Instructions to follow>
For this task, every record below must be reproduced exactly.

Materials provided Block Start

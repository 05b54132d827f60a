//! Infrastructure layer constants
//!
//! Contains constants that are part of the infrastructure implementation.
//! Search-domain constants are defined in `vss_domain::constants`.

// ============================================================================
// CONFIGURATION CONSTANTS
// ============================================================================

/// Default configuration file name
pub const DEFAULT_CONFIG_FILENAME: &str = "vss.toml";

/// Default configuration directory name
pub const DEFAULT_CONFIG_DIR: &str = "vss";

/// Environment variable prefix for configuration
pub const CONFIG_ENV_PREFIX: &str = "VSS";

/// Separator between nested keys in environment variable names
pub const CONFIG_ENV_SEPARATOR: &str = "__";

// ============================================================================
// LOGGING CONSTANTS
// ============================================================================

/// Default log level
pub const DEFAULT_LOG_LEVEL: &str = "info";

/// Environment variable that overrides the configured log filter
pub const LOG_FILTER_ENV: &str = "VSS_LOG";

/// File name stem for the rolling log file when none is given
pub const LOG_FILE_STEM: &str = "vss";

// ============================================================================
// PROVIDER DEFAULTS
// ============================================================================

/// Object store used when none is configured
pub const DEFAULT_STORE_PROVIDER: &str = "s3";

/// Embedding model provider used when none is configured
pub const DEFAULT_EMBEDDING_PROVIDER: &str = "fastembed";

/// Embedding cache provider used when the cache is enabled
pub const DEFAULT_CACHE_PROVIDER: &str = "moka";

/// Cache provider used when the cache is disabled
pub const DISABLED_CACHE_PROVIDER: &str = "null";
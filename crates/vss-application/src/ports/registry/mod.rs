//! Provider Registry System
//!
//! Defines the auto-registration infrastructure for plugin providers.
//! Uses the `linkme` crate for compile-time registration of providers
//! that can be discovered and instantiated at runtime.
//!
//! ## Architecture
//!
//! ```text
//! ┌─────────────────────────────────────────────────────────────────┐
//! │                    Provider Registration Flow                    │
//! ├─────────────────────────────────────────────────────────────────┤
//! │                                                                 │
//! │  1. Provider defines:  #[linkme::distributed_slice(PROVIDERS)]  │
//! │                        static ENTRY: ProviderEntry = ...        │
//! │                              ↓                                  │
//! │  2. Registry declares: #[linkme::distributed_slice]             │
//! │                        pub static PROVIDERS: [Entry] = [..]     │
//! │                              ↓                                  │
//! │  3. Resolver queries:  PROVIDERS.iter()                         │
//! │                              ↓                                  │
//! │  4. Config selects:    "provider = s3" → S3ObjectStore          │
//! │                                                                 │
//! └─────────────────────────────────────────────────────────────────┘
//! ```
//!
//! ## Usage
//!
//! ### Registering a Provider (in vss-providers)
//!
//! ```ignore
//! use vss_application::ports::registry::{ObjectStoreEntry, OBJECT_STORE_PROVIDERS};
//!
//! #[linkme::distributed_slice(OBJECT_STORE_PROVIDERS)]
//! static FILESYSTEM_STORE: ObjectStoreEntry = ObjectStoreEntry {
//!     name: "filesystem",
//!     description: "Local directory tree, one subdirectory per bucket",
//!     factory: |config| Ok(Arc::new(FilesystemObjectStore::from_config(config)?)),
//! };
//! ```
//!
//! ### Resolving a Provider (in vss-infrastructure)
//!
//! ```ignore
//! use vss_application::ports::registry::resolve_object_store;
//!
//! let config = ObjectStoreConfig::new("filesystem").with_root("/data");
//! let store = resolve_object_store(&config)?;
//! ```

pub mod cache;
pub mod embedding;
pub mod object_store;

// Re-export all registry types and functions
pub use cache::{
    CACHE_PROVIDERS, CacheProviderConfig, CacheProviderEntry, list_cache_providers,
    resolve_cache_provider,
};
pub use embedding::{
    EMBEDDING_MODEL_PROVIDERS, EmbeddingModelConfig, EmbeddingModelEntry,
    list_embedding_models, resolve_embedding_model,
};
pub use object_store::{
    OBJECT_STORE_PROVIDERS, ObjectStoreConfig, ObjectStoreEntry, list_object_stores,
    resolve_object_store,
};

Materials provided Block End

Solution to the exercise>
repository 05b54132d827f60a
//! Infrastructure layer constants
//!
//! Contains constants that are part of the infrastructure implementation.
//! Search-domain constants are defined in `vss_domain::constants`.

// ============================================================================
// CONFIGURATION CONSTANTS
// ============================================================================

/// Default configuration file name
pub const DEFAULT_CONFIG_FILENAME: &str = "vss.toml";

/// Default configuration directory name
pub const DEFAULT_CONFIG_DIR: &str = "vss";

/// Environment variable prefix for configuration
pub const CONFIG_ENV_PREFIX: &str = "VSS";

/// Separator between nested keys in environment variable names
pub const CONFIG_ENV_SEPARATOR: &str = "__";

// ============================================================================
// LOGGING CONSTANTS
// ============================================================================

/// Default log level
pub const DEFAULT_LOG_LEVEL: &str = "info";

/// Environment variable that overrides the configured log filter
pub const LOG_FILTER_ENV: &str = "VSS_LOG";

/// File name stem for the rolling log file when none is given
pub const LOG_FILE_STEM: &str = "vss";

// ============================================================================
// PROVIDER DEFAULTS
// ============================================================================

/// Object store used when none is configured
pub const DEFAULT_STORE_PROVIDER: &str = "s3";

/// Embedding model provider used when none is configured
pub const DEFAULT_EMBEDDING_PROVIDER: &str = "fastembed";

/// Embedding cache provider used when the cache is enabled
pub const DEFAULT_CACHE_PROVIDER: &str = "moka";

/// Cache provider used when the cache is disabled
pub const DISABLED_CACHE_PROVIDER: &str = "null";
filename crates/vss-application/src/ports/registry/mod.rs
//! Provider Registry System
//!
//! Defines the auto-registration infrastructure for plugin providers.
//! Uses the `linkme` crate for compile-time registration of providers
//! that can be discovered and instantiated at runtime.
//!
//! ## Architecture
//!
//! ```text
//! ┌─────────────────────────────────────────────────────────────────┐
//! │                    Provider Registration Flow                    │
//! ├─────────────────────────────────────────────────────────────────┤
//! │                                                                 │
//! │  1. Provider defines:  #[linkme::distributed_slice(PROVIDERS)]  │
//! │                        static ENTRY: ProviderEntry = ...        │
//! │                              ↓                                  │
//! │  2. Registry declares: #[linkme::distributed_slice]             │
//! │                        pub static PROVIDERS: [Entry] = [..]     │
//! │                              ↓                                  │
//! │  3. Resolver queries:  PROVIDERS.iter()                         │
//! │                              ↓                                  │
//! │  4. Config selects:    "provider = s3" → S3ObjectStore          │
//! │                                                                 │
//! └─────────────────────────────────────────────────────────────────┘
//! ```
//!
//! ## Usage
//!
//! ### Registering a Provider (in vss-providers)
//!
//! ```ignore
//! use vss_application::ports::registry::{ObjectStoreEntry, OBJECT_STORE_PROVIDERS};
//!
//! #[linkme::distributed_slice(OBJECT_STORE_PROVIDERS)]
//! static FILESYSTEM_STORE: ObjectStoreEntry = ObjectStoreEntry {
//!     name: "filesystem",
//!     description: "Local directory tree, one subdirectory per bucket",
//!     factory: |config| Ok(Arc::new(FilesystemObjectStore::from_config(config)?)),
//! };
//! ```
//!
//! ### Resolving a Provider (in vss-infrastructure)
//!
//! ```ignore
//! use vss_application::ports::registry::resolve_object_store;
//!
//! let config = ObjectStoreConfig::new("filesystem").with_root("/data");
//! let store = resolve_object_store(&config)?;
//! ```

pub mod cache;
pub mod embedding;
pub mod object_store;

// Re-export all registry types and functions
pub use cache::{
    CACHE_PROVIDERS, CacheProviderConfig, CacheProviderEntry, list_cache_providers,
    resolve_cache_provider,
};
pub use embedding::{
    EMBEDDING_MODEL_PROVIDERS, EmbeddingModelConfig, EmbeddingModelEntry,
    list_embedding_models, resolve_embedding_model,
};
pub use object_store::{
    OBJECT_STORE_PROVIDERS, ObjectStoreConfig, ObjectStoreEntry, list_object_stores,
    resolve_object_store,
};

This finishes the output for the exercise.